--- START ---
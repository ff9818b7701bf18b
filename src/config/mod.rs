//! Configuration system for deauther.
//!
//! TOML layers are merged into a [`Config`], then validated into
//! [`Settings`]: numbers and booleans are cast, command templates are
//! parsed into typed slots, and any template referencing a slot its command
//! cannot supply is rejected here rather than when the command is issued.
//!
//! # Configuration Hierarchy
//!
//! 1. Embedded defaults (`config/default.toml`)
//! 2. System config: `/etc/deauther/config.toml`
//! 3. User config: `~/.config/deauther/config.toml`
//! 4. Additional config file (via `--config` flag)
//! 5. CLI flags (`--interface`, `--auto`)
//!
//! # Example
//!
//! ```toml
//! [attack]
//! wifi_card = "wlan1"
//! deauth_count = "5"
//! fast_mode = "yes"
//!
//! [commands]
//! set_channel_cmd = "iw {wifi_card} set channel {channel}"
//! ```

mod error;
mod loader;
mod schema;
mod settings;
mod template;

pub use error::ConfigError;
pub use loader::{ConfigLoader, Overrides, SettingsSource, EMBEDDED_DEFAULTS, SYSTEM_CONFIG_PATH};
pub use schema::{
    AttackConfig, CommandsConfig, Config, HudConfig, PrivilegeConfig, Scalar, StorageConfig,
};
pub use settings::{CommandTemplates, HudSettings, Settings, MAX_ATTACK_LOOP};
pub use template::{CommandKind, CommandTemplate, Slot, SlotValues, TemplateError};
--- END ---
How to complete this task → Reproduce the listing in full. Keep it exactly as written.

Answer →
repository ff9818b7701bf18b
filename src/config/mod.rs
//! Configuration system for deauther.
//!
//! TOML layers are merged into a [`Config`], then validated into
//! [`Settings`]: numbers and booleans are cast, command templates are
//! parsed into typed slots, and any template referencing a slot its command
//! cannot supply is rejected here rather than when the command is issued.
//!
//! # Configuration Hierarchy
//!
//! 1. Embedded defaults (`config/default.toml`)
//! 2. System config: `/etc/deauther/config.toml`
//! 3. User config: `~/.config/deauther/config.toml`
//! 4. Additional config file (via `--config` flag)
//! 5. CLI flags (`--interface`, `--auto`)
//!
//! # Example
//!
//! ```toml
//! [attack]
//! wifi_card = "wlan1"
//! deauth_count = "5"
//! fast_mode = "yes"
//!
//! [commands]
//! set_channel_cmd = "iw {wifi_card} set channel {channel}"
//! ```

mod error;
mod loader;
mod schema;
mod settings;
mod template;

pub use error::ConfigError;
pub use loader::{ConfigLoader, Overrides, SettingsSource, EMBEDDED_DEFAULTS, SYSTEM_CONFIG_PATH};
pub use schema::{
    AttackConfig, CommandsConfig, Config, HudConfig, PrivilegeConfig, Scalar, StorageConfig,
};
pub use settings::{CommandTemplates, HudSettings, Settings, MAX_ATTACK_LOOP};
pub use template::{CommandKind, CommandTemplate, Slot, SlotValues, TemplateError};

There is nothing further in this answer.